The demand for bandwidth in optical communications continues to grow with the rapid growth in online visual communications, online gaming, video streaming and so on.The wiring of international data centres is already a massive challenge as current technologies which use single core fibres reach their limit.
Researchers believe that, without further advances in the science, bottle-necks will form at long haul communications nodes. Now €˜multi-core' fibre (MCF) is widely considered to promise a solution to the problem. The active fibre components that the Scottish-Indian team are developing will enable future networks to be built.
Indian-Scottish research team
The team is drawn from Heriot-Watt University's School of Engineering & Physical Sciences, led by Dr Henry Bookey and the Central Glass and Ceramic Research Institute (CGCRI) in Kolkata, led by Dr Mukul Chandra Paul.
The Indian team brings expertise in the fabrication of novel optical fibre structures while the Scottish team will design, test and build the devices enabled by the new fibres.
This collaboration brings together world leading groups in optical fibre research and optics and represents a rare opportunity to bring together key technologies that could herald a step change in the industry.
Dr Henry Bookey
Dr Bookey said "With the prevalence of video streaming and the emergence of cloud computing, we're reaching the capacity of standard, single core fibres.
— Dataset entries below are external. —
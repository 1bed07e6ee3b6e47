//! Simulated slow, occasionally failing upstream.

use std::sync::atomic::{AtomicU64, Ordering};
use std::time::Duration;

use tracing::debug;

use stampede_core::{Result, StampedeError};

/// Stand-in for an expensive remote call.
///
/// Every invocation is counted so a run can report how many requests the
/// cache actually let through.
#[derive(Debug)]
pub struct Upstream {
    calls: AtomicU64,
    latency: Duration,
    fail_every: Option<u64>,
}

impl Upstream {
    /// Creates an upstream that takes `latency` per call and, if set, fails
    /// every `fail_every`-th call.
    pub fn new(latency: Duration, fail_every: Option<u64>) -> Self {
        Self {
            calls: AtomicU64::new(0),
            latency,
            fail_every: fail_every.filter(|n| *n > 0),
        }
    }

    /// Number of calls made so far.
    pub fn calls(&self) -> u64 {
        self.calls.load(Ordering::SeqCst)
    }

    /// Blocking fetch.
    pub fn fetch_blocking(&self) -> Result<String> {
        let call = self.begin();
        std::thread::sleep(self.latency);
        self.respond(call)
    }

    /// Async fetch.
    pub async fn fetch(&self) -> Result<String> {
        let call = self.begin();
        tokio::time::sleep(self.latency).await;
        self.respond(call)
    }

    fn begin(&self) -> u64 {
        let call = self.calls.fetch_add(1, Ordering::SeqCst) + 1;
        debug!(call, "Upstream request");
        call
    }

    fn respond(&self, call: u64) -> Result<String> {
        match self.fail_every {
            Some(n) if call % n == 0 => Err(StampedeError::Upstream {
                call,
                reason: "simulated failure".into(),
            }),
            _ => Ok(format!("payload#{call}")),
        }
    }
}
"Multi-core optical fibre (MCF) is considered by many to be the next platform for optical communications.
"This collaboration brings together world leading groups in optical fibre research and optics and represents a rare opportunity to bring together key technologies that could herald a step change in the industry."
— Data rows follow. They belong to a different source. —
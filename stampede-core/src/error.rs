//! Error types for Stampede.
//!
//! The caches themselves never produce errors of their own: whatever the
//! wrapped computation returns is handed back verbatim. This type covers the
//! layers around them (configuration, tooling, simulated upstreams).

use thiserror::Error;

/// Result type alias using `StampedeError`.
pub type Result<T> = std::result::Result<T, StampedeError>;

/// Main error type for Stampede configuration and tooling.
#[derive(Debug, Clone, Error, PartialEq, Eq)]
pub enum StampedeError {
    // ═══════════════════════════════════════════════════════════════════════════
    // CONFIGURATION ERRORS
    // ═══════════════════════════════════════════════════════════════════════════

    /// A configuration value is out of range or malformed.
    #[error("Invalid configuration: {0}")]
    InvalidConfig(String),

    /// An environment variable could not be parsed.
    #[error("Invalid value for {name}: {reason}")]
    InvalidEnv {
        /// Variable name
        name: String,
        /// Why the value was rejected
        reason: String,
    },

    // ═══════════════════════════════════════════════════════════════════════════
    // UPSTREAM ERRORS
    // ═══════════════════════════════════════════════════════════════════════════

    /// The wrapped upstream computation failed.
    #[error("Upstream call #{call} failed: {reason}")]
    Upstream {
        /// 1-based sequence number of the failed call
        call: u64,
        /// Failure description
        reason: String,
    },
}

impl StampedeError {
    /// Returns true if a caller may reasonably retry the operation.
    ///
    /// The caches never retry on their own; this is a hint for callers.
    pub fn is_recoverable(&self) -> bool {
        matches!(self, StampedeError::Upstream { .. })
    }

    /// Returns true if this is a configuration error.
    pub fn is_config_error(&self) -> bool {
        matches!(
            self,
            StampedeError::InvalidConfig(_) | StampedeError::InvalidEnv { .. }
        )
    }
}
Aside from components for communications, the development of multi-cored fibre laser array devices may have other applications including multi-functional fibre probes for endoscopy, laser surgery, machining and defence.
Funding by UKIERI
The project has been granted £70,000 as part of the UK-India Education and Research Initiative (UKIERI) to cover staff and student exchanges as close interaction between Heriot-Watt and the CGCRI is needed in the fibre design stage and device development stages of the project.